Images were taken with a Keyence BZ-X710 inverted microscope (Osaka, Japan), and quantitation of expression of markers was performed by using the BZ-X analyzer software (version 1.3.0.3) with the macro hybrid cell-count function. The percentage of positive cells was automatically analyzed using the Keyence BZ-X710 inverted microscope with the BZ-X analyzer software. By specifying the mask area, the software tracked information about multiple parameters, such as the intensity of fluorescence signals in different channels, cell counts, and target area measurements57. For p63, the threshold defining a bright cell was manually chosen based on the appearance of typical bright cells in the control group. For K12, K14, PCK, and Vimentin, the threshold was chosen to define a positive cell when membrane fluorescence was detected by the software, regardless of the intensity in the control group. The same thresholds were applied for all conditions tested.

Cell death and proliferation assay

For model validation, cell death was assessed using propidium iodide (Cat. P3566, ThermoFisher) following the manufacturer’s instruction: one drop of PI and one drop of Hoechst 33342 (Cat. R37605, ThermoFisher) were added and incubated for 30 min. The cells were washed three times with PBS and immediately imaged using the Keyence BZ-X710 inverted microscope. Three individual images were acquired for each donor for each condition. The percentage of positive dead cells was averaged for each condition.

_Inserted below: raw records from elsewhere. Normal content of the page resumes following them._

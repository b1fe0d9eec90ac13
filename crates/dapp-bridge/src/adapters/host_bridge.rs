//! Host bridge adapter.
//!
//! Wire format between the bridge and the native host, and the host-callable
//! completion entry points.
//!
//! Outgoing: `{"id": "...", "method": "...", "params": [...], "chainId": "0x1"}`
//! Incoming (text form): `{"id": "...", "result": ...}` or
//! `{"id": "...", "error": "..." | {"message": "..."}}`

use crate::domain::error::BridgeError;
use crate::domain::pending::{CompletionOutcome, HostResult};
use crate::ports::inbound::HostCompletion;
use crate::service::context::BridgeCore;
use serde::{Deserialize, Serialize};
use serde_json::{Map, Value};
use std::sync::Arc;
use tracing::{debug, warn};

/// Request envelope posted to the host.
#[derive(Debug, Clone, PartialEq, Serialize, Deserialize)]
#[serde(rename_all = "camelCase")]
pub struct HostEnvelope {
    /// Correlation id the host echoes back on completion
    pub id: String,
    pub method: String,
    /// Array or object, `[]` when the page passed none
    pub params: Value,
    /// Chain id at the time of sending
    pub chain_id: String,
}

impl HostEnvelope {
    pub fn encode(&self) -> Result<String, BridgeError> {
        Ok(serde_json::to_string(self)?)
    }
}

/// Completion entry points, as exposed to the host.
#[derive(Clone)]
pub struct HostBridge {
    core: Arc<BridgeCore>,
}

impl HostBridge {
    pub(crate) fn new(core: Arc<BridgeCore>) -> Self {
        Self { core }
    }

    /// Requests forwarded and not yet completed.
    pub fn pending_count(&self) -> usize {
        self.core.pending.pending_count()
    }
}

impl HostCompletion for HostBridge {
    fn resolve_request(&self, id: &str, result: HostResult) -> CompletionOutcome {
        self.core.pending.resolve(id, result)
    }

    fn reject_request(&self, id: &str, message: &str) -> CompletionOutcome {
        self.core.pending.reject(id, message)
    }

    fn dispatch_host_message(&self, text: &str) -> CompletionOutcome {
        let mut fields = match serde_json::from_str::<Value>(text) {
            Ok(Value::Object(fields)) => fields,
            Ok(_) => {
                warn!("Ignoring host message: not a JSON object");
                return CompletionOutcome::Ignored;
            }
            Err(e) => {
                warn!(error = %e, "Ignoring unparseable host message");
                return CompletionOutcome::Ignored;
            }
        };

        let Some(id) = fields.get("id").and_then(id_text) else {
            warn!("Ignoring host message without id");
            return CompletionOutcome::Ignored;
        };

        if let Some(error) = fields.remove("error") {
            return self.reject_request(&id, &error_message(error));
        }
        if let Some(result) = fields.remove("result") {
            return self.resolve_request(&id, HostResult::Value(result));
        }

        debug!(correlation_id = id, "Host message has neither result nor error");
        CompletionOutcome::Ignored
    }
}

fn id_text(id: &Value) -> Option<String> {
    match id {
        Value::String(s) => Some(s.clone()),
        Value::Number(n) => Some(n.to_string()),
        _ => None,
    }
}

fn error_message(error: Value) -> String {
    match error {
        Value::String(message) => message,
        Value::Object(ref map) => message_field(map).unwrap_or_else(|| error.to_string()),
        other => other.to_string(),
    }
}

fn message_field(map: &Map<String, Value>) -> Option<String> {
    map.get("message").and_then(Value::as_str).map(str::to_string)
}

Cell proliferation was assessed as the ratio of cell nucleus counted after eighteen hours of treatment over the number of cells counted after the chemical burn before the treatment from immunostaining pictures acquired in triplicates from different picture areas.

Statistical analysis

Analysis of variance with multiple comparisons and Dunnett post-hoc test was performed using Prism v. 9.3.1. Bar graphs represent the mean ± SEM of four individual experiments performed in triplicates. A p-value ≤ 0.05 was considered statistically significant.